Examining the philosophical works of the great 20th-century sage Joseph B. Soloveitchik, the Catholic thinker Matthew Rose argues that Christians have much to learn from them, especially about how to confront the challenges of modernity. Rose also notes that Soloveitchik’s best-known book, The Lonely Man of Faith—which begins with the distinction between the Adam of Genesis 1 whose task is to “fill the earth and subdue it” and the Adam of Genesis 2 whose task is to “serve and safeguard”—began as a lecture to Catholic seminarians.
Soloveitchik did not accuse modernity of dividing what had once been integrated. He charged it with doing precisely the opposite. He argued, in effect, that modernity’s most powerful ideologies and institutions are trying to unify human nature—not by harmonizing its two discordant aspects, but by abolishing one of them.

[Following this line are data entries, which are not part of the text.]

//! Replay-latest multicast stream of state snapshots.

use std::sync::atomic::{AtomicBool, AtomicU64, Ordering};
use std::sync::{Arc, Weak};

use parking_lot::{Mutex, ReentrantMutex, RwLock};

use crate::disposable::{Disposable, Subscription};

/// Callback receiving each distinct value.
pub type Listener<T> = Arc<dyn Fn(&T) + Send + Sync>;

/// A multicast stream that remembers its latest value.
///
/// - New listeners immediately receive the latest value, then every later one.
/// - A published value equal to the latest one is dropped.
/// - Emission and replay are serialized, so a listener never observes values
///   out of order or misses one published while it was subscribing.
pub struct StateStream<T> {
    inner: Arc<StreamInner<T>>,
}

struct StreamInner<T> {
    latest: RwLock<T>,
    listeners: Mutex<Vec<(u64, Listener<T>)>>,
    next_id: AtomicU64,
    // Re-entrant so a listener may subscribe from inside a delivery.
    emit: ReentrantMutex<()>,
}

impl<T> Clone for StateStream<T> {
    fn clone(&self) -> Self {
        Self {
            inner: Arc::clone(&self.inner),
        }
    }
}

impl<T> StateStream<T>
where
    T: Clone + PartialEq + Send + Sync + 'static,
{
    pub fn new(initial: T) -> Self {
        Self {
            inner: Arc::new(StreamInner {
                latest: RwLock::new(initial),
                listeners: Mutex::new(Vec::new()),
                next_id: AtomicU64::new(1),
                emit: ReentrantMutex::new(()),
            }),
        }
    }

    /// Snapshot of the latest value.
    pub fn value(&self) -> T {
        self.inner.latest.read().clone()
    }

    /// Publish `value` to every listener unless it equals the latest value.
    ///
    /// Returns whether the value was emitted.
    pub fn publish(&self, value: T) -> bool {
        let _emit = self.inner.emit.lock();
        {
            let mut latest = self.inner.latest.write();
            if *latest == value {
                return false;
            }
            *latest = value.clone();
        }
        let listeners: Vec<Listener<T>> = self
            .inner
            .listeners
            .lock()
            .iter()
            .map(|(_, listener)| Arc::clone(listener))
            .collect();
        for listener in listeners {
            listener(&value);
        }
        true
    }

    /// Register `listener`, replaying the latest value to it first.
    pub fn subscribe<F>(&self, listener: F) -> Subscription
    where
        F: Fn(&T) + Send + Sync + 'static,
    {
        let listener: Listener<T> = Arc::new(listener);
        let id = self.inner.next_id.fetch_add(1, Ordering::Relaxed);

        let _emit = self.inner.emit.lock();
        self.inner
            .listeners
            .lock()
            .push((id, Arc::clone(&listener)));
        let latest = self.value();
        listener(&latest);

        Subscription::new(StreamSubscription {
            stream: Arc::downgrade(&self.inner),
            id,
            disposed: AtomicBool::new(false),
        })
    }

    pub fn listener_count(&self) -> usize {
        self.inner.listeners.lock().len()
    }
}

struct StreamSubscription<T> {
    stream: Weak<StreamInner<T>>,
    id: u64,
    disposed: AtomicBool,
}

impl<T: Send + Sync> Disposable for StreamSubscription<T> {
    fn dispose(&self) {
        if self.disposed.swap(true, Ordering::SeqCst) {
            return;
        }
        if let Some(stream) = self.stream.upgrade() {
            // Drop the removed listener after releasing the lock.
            let removed = {
                let mut listeners = stream.listeners.lock();
                listeners
                    .iter()
                    .position(|(id, _)| *id == self.id)
                    .map(|index| listeners.remove(index))
            };
            drop(removed);
        }
    }

    fn is_disposed(&self) -> bool {
        self.disposed.load(Ordering::SeqCst)
    }
}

In his 1965 lectures at St. John’s Seminary, Soloveitchik spoke out of Jewish loneliness in a Gentile world—a loneliness, he implied, that faithful Christians would soon experience amid the onrushing secular revolution. His reading of Genesis offered subtle advice: relinquish any dreams of building a Christian order that would restore the imagined harmonies of premodern life. Our divided natures, he insisted, and not only our disordered loves, make such a society an illusion. But unlike many Christian thinkers in that disruptive decade, Soloveitchik was no less worried about the demons of secularism, and he warned both Jews and Christians against internalizing the stunted perspective of Adam the First. For the ambition to overcome Adam the Second, and to replace the hope for redemption with the ideal of liberation, masked its own darkness.